3 7 - Nickname

478 75 16
                                    

t-t-tembus 1k :')
idk what to say except thank u
LOVE Y'ALL💕

💨💨💨

"Mau ke mana?"

Aku berjengit lalu menoleh melihat Ibu yang berdiri di depan kamarku. Pintunya memang sengaja kubuka karena aku juga hendak keluar.

"Mau ke bioskop," jawabku apa adanya.

"Sama siapa?"

"Vera."

Ibu diam sejenak, menatapku tajam, membuatku gelisah sendiri. Sepertinya mood-nya lagi-lagi sedang tidak baik.

"Pergilah. Jangan pulang terlalu sore."

"Iya, Ibu. Terima kasih," ucapku tulus. Ibu mengangguk lalu turun ke bawah, membuatku menghela nafas lega.

Hari ini hari Minggu. Sekolah libur jadi Ibu sebagai guru pun juga libur. Tapi Ayah tidak, karena restoran memang buka setiap hari.

Aku berpamitan kepada Ibu lalu berjalan ke halte di luar gang. Barulah handphone-ku berdering lama.

"Halo?"

"Ini serius gue tunggu di halte aja?"

"Iya, ini gue lagi jalan ke sana."

"Gue jemput aj-"

"Shshs! Diem di situ."

Aku terkikik mendengar Nathan yang tak ada pilihan lain.

Yep, second date is coming! Kuakui aku berdosa sudah berbohong kepada Ibu, tapi jika tidak, kemungkinan besar Ibu tidak akan mengizinkannya.

Toh, kalian juga pasti lebih suka aku pergi dengan Nathan, kan?

Dosanya kutanggung sendiri, deh.

"Hai," sapaku tidak segugup sebelum-sebelumnya. Sudah berlatih sekitar lima hari dengan permainan "sudut pandang".

"Hai," jawab Nathan lalu matanya meneliti penampilanku. "Lo kelihatan-"

Mataku berbinar, siap-siap merasa bangga dengan outfit yang kupilih semalaman sejak Nathan mengajakku nonton.

"Beda."

Aku mendengus lalu naik ke belakangnya.

"Beda gimana? Yang jelas, dong!" desakku. Dia tertawa geli.

"Iya, iya. Lo cantik."

Aku tersenyum malu mendengar pujiannya. Cukup langka mendengar seorang Nathan memuji, you know?

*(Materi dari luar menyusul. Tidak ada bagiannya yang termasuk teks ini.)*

use axum::{
    Json, Router,
    extract::{Path, Query, State},
    http::StatusCode,
    response::IntoResponse,
    routing::{get, post, put},
};
use tower_cookies::Cookies;
use uuid::Uuid;

use crate::{
    Config,
    auth::secrets_match,
    model::{
        CrudRepository, Page, ResourceTyped,
        entity::{CoursePurchase, ProductPurchase, UserEntity, normalize_email},
    },
    web::{
        AppState, RequestContext, WebError, WebResult,
        dto::account::{ImpersonateRequest, MeResponse, RoleUpdateRequest},
        error::ErrorResponse,
        middlewares::start_session,
        routes::PaginationQuery,
    },
};

pub fn routes() -> Router<AppState> {
    Router::new()
        .route("/users", get(admin_users_page_handler))
        .route("/users/{id}/role", put(admin_user_role_handler))
        .route("/purchases/courses", get(admin_course_purchases_handler))
        .route("/purchases/products", get(admin_product_purchases_handler))
        .route("/impersonate", post(admin_impersonate_handler))
}

#[utoipa::path(
    get,
    path = "/api/v1/admin/users",
    params(PaginationQuery),
    responses(
        (status = 200, description = "Returns requested page", body = Page<UserEntity>),
        (status = 401, description = "You're not authorized", body = ErrorResponse),
        (status = 403, description = "You're not an admin to do this", body = ErrorResponse),
        (status = 500, description = "Internal server error", body = ErrorResponse),
    ),
    tag = "admin",
    security(("cookie" = []))
)]
async fn admin_users_page_handler(
    ctx: RequestContext,
    Query(page): Query<PaginationQuery>,
    State(state): State<AppState>,
) -> WebResult<impl IntoResponse> {
    let user = ctx.admin()?;
    let (limit, offset) = page.bounds();

    let users = UserEntity::page(state.pool(), user, limit, offset)
        .await
        .map_err(|e| WebError::resource_fetch_error(UserEntity::get_resource_type(), e))?;

    Ok((StatusCode::OK, Json(users)))
}

#[utoipa::path(
    put,
    path = "/api/v1/admin/users/{id}/role",
    params(("id" = Uuid, Path, description = "User ID")),
    request_body = RoleUpdateRequest,
    responses(
        (status = 200, description = "Role changed", body = UserEntity),
        (status = 404, description = "User not found", body = ErrorResponse),
    ),
    tag = "admin",
    security(("cookie" = []))
)]
async fn admin_user_role_handler(
    ctx: RequestContext,
    State(state): State<AppState>,
    Path(id): Path<Uuid>,
    Json(payload): Json<RoleUpdateRequest>,
) -> WebResult<impl IntoResponse> {
    let user = ctx.admin()?;

    let found = UserEntity::find_by_id(state.pool(), user, id)
        .await
        .map_err(|e| WebError::resource_fetch_error(UserEntity::get_resource_type(), e))?
        .ok_or_else(|| WebError::resource_not_found(UserEntity::get_resource_type()))?;

    let updated = found
        .set_role(state.pool(), user, payload.role)
        .await
        .map_err(|e| WebError::resource_fetch_error(UserEntity::get_resource_type(), e))?;

    tracing::info!(admin_id = %user.user_id(), user_id = %id, role = %payload.role, "role changed");
    Ok((StatusCode::OK, Json(updated)))
}

#[utoipa::path(
    get,
    path = "/api/v1/admin/purchases/courses",
    params(PaginationQuery),
    responses(
        (status = 200, description = "Course purchases, newest first", body = Page<CoursePurchase>),
        (status = 403, description = "You're not an admin to do this", body = ErrorResponse),
    ),
    tag = "admin",
    security(("cookie" = []))
)]
async fn admin_course_purchases_handler(
    ctx: RequestContext,
    Query(page): Query<PaginationQuery>,
    State(state): State<AppState>,
) -> WebResult<impl IntoResponse> {
    let user = ctx.admin()?;
    let (limit, offset) = page.bounds();

    let purchases = CoursePurchase::page(state.pool(), user, limit, offset)
        .await
        .map_err(|e| WebError::resource_fetch_error(CoursePurchase::get_resource_type(), e))?;

    Ok((StatusCode::OK, Json(purchases)))
}

#[utoipa::path(
    get,
    path = "/api/v1/admin/purchases/products",
    params(PaginationQuery),
    responses(
        (status = 200, description = "Product purchases, newest first", body = Page<ProductPurchase>),
        (status = 403, description = "You're not an admin to do this", body = ErrorResponse),
    ),
    tag = "admin",
    security(("cookie" = []))
)]
async fn admin_product_purchases_handler(
    ctx: RequestContext,
    Query(page): Query<PaginationQuery>,
    State(state): State<AppState>,
) -> WebResult<impl IntoResponse> {
    let user = ctx.admin()?;
    let (limit, offset) = page.bounds();

    let purchases = ProductPurchase::page(state.pool(), user, limit, offset)
        .await
        .map_err(|e| WebError::resource_fetch_error(ProductPurchase::get_resource_type(), e))?;

    Ok((StatusCode::OK, Json(purchases)))
}

#[utoipa::path(
    post,
    path = "/api/v1/admin/impersonate",
    description = "Signs in as another user. Requires the admin role and the impersonation secret",
    request_body = ImpersonateRequest,
    responses(
        (status = 200, description = "Session switched to the target user", body = MeResponse),
        (status = 403, description = "Not an admin, wrong secret or already impersonating", body = ErrorResponse),
        (status = 404, description = "Target user not found", body = ErrorResponse),
    ),
    tag = "admin",
    security(("cookie" = []))
)]
async fn admin_impersonate_handler(
    ctx: RequestContext,
    State(state): State<AppState>,
    cookies: Cookies,
    Json(payload): Json<ImpersonateRequest>,
) -> WebResult<impl IntoResponse> {
    let admin = ctx.admin()?;
    if admin.impersonator().is_some() {
        return Err(WebError::impersonation_denied());
    }

    let config = Config::get_or_init(false).await;
    if !secrets_match(config.app().impersonation_secret(), &payload.secret) {
        tracing::warn!(admin_id = %admin.user_id(), "impersonation attempt with a wrong secret");
        return Err(WebError::impersonation_denied());
    }

    let target = UserEntity::find_by_email(state.pool(), admin, &normalize_email(&payload.email))
        .await
        .map_err(|e| WebError::resource_fetch_error(UserEntity::get_resource_type(), e))?
        .ok_or_else(|| WebError::resource_not_found(UserEntity::get_resource_type()))?;

    start_session(&cookies, target.id(), Some(admin.user_id())).await?;
    tracing::info!(admin_id = %admin.user_id(), user_id = %target.id(), "impersonation started");

    Ok((
        StatusCode::OK,
        Json(MeResponse {
            user: target,
            impersonated_by: Some(admin.user_id()),
        }),
    ))
}
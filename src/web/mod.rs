mod context;
pub use context::{AuthenticatedUser, RequestContext, UserRole};

mod error;
pub use error::{WebError, WebResult};

pub mod dto;
pub mod middlewares;

mod state;
pub use state::AppState;

pub mod routes;

pub mod doc;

Nathan melajukan motornya ke bioskop yang sudah dia tentukan. Aku bahkan tidak tahu film apa yang akan kami tonton.

"Kita nonton apa?" tanyaku dengan suara sedikit keras dan kepala yang kudekatkan.

"A Quiet Place 2. Udah nonton yang pertama?"

"Belom."

"Yaudah, besok-besok gue bawa nonton yang pertama. Biar nyambung."

"Malah kebalik, dong?"

Kami tertawa lalu mengobrolkan hal kecil lainnya sepanjang perjalanan. Aku juga diam-diam mencoba mengingat-ingat kejadian apa yang terjadi saat kami terakhir bersama.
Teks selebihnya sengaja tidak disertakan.